Sheikh Waqas was the spoiler. Since 2002, he had been returning to the National Assembly from a seat placed right in the middle of Jhang. During Jihad-promoting decade of General Zia, this city of the lead character, Heer, of a romantic epic, had turned into the invincible headquarter of a sectarian outfit that viciously worked for religious cleansing of the Islamic Republic of Pakistan. Successive governments often banned this outfit, but it keeps resurrecting with different names and lethal vengeance. These days, the fresh band of this outfit is actively present in an alliance of Jihad-promoting Maulanas. General (retd) Hamid Gul, Ejazul Haq and Sheikh Rashid Ahmad have also joined them minus the beards. They also deliver passionate speeches at rallies that the self-styled Council for the Defence of Pakistan has been holding in various cities and big towns.

Ostensibly the bearded and clean-shaven promoters of Jihad are holding these rallies to ensure that supplies to the Nato forces deployed in Afghanistan don’t get restored. After the killing of our soldiers by US bombing in late November last year, the Zardari-Gilani government had stopped these supplies.
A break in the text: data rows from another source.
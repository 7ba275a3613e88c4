/// Error types for the mastering engine
use automaster_core::ConfigError;
use automaster_dynamics::DynamicsError;
use automaster_loudness::LoudnessError;
use thiserror::Error;

/// Result type alias using `EngineError`
pub type Result<T> = std::result::Result<T, EngineError>;

/// Errors that can occur while configuring or running the mastering engine
#[derive(Error, Debug)]
pub enum EngineError {
    /// A configuration value was rejected
    #[error(transparent)]
    Config(#[from] ConfigError),

    /// Loudness measurement failed
    #[error(transparent)]
    Loudness(#[from] LoudnessError),

    /// Dynamics configuration failed
    #[error(transparent)]
    Dynamics(#[from] DynamicsError),

    /// A lock-free queue had no room for the item
    #[error("The {queue} queue is full")]
    QueueFull { queue: &'static str },

    /// Unknown genre preset name
    #[error("Unknown genre preset: {0}")]
    UnknownPreset(String),

    /// Render block size of zero
    #[error("Invalid block size: {0}")]
    InvalidBlockSize(usize),

    /// Input buffer is not a whole number of frames
    #[error("Input has {samples} samples, not a multiple of {channels} channels")]
    IncompleteFrame { samples: usize, channels: usize },

    /// The render worker thread could not be started
    #[error("Failed to start render worker: {0}")]
    Spawn(#[from] std::io::Error),

    /// The render worker thread panicked
    #[error("Render worker panicked")]
    WorkerPanicked,
}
The government also announced that Pakistan needed to renegotiate the terms of engagement with the US. Our Foreign Office summoned veteran diplomats to hold brainstorming sessions to prepare the draft of new terms. Their proposals were then passed on to the Parliamentary Committee on National Security. Headed by a cool, seasoned and consensus-seeking parliamentarian, Raza Rabbani, this committee which has representation from every party having small or big presence in both houses of parliament, had been holding long sessions to prepare a formal draft to set new terms for engaging the US. Around three weeks ago, it had finalised its recommendations. The Zardari-Gilani government had promised to lay the same before a joint sitting of parliament for exhaustive discussions on the new proposals. For never-explained reasons, it rather remains shy to do the same. Supplies to Afghanistan stay blocked and the government doesn’t seem too eager to seek parliamentary guidance before approaching the Americans to discuss new terms for engaging them. But the alliance of bearded and clean-shaven promoters of Jihad is seen working hard to incite crowds. They have already announced the intent of holding a day-long dharna in Islamabad to agitate against possible restoration of Nato supplies to Afghanistan. Probably to build up tempo for the suggested dharna, the same alliance called for a public rally on Friday. Sheikh Waqas looked furious regarding their activities. He took on the interior minister with a lethal speech for letting the ‘banned outfit’ openly holding rallies “right under his nose”. Rehman Malik was surely not prepared for the bouncer; a fellow-minister had delivered through a point of order. Through a wish-washy speech, he seemed promising the corrective intervention. He never sounded credible to the press gallery and members sitting in the house. He may or may not be able to check the resurrection of sectarian militants with vengeance. But the issue raised by Sheikh Waqas prevented Gilani and his loyalists to deliver a potent political message through Friday sitting of the National Assembly.

Published in The Express Tribune, February 4th, 2012.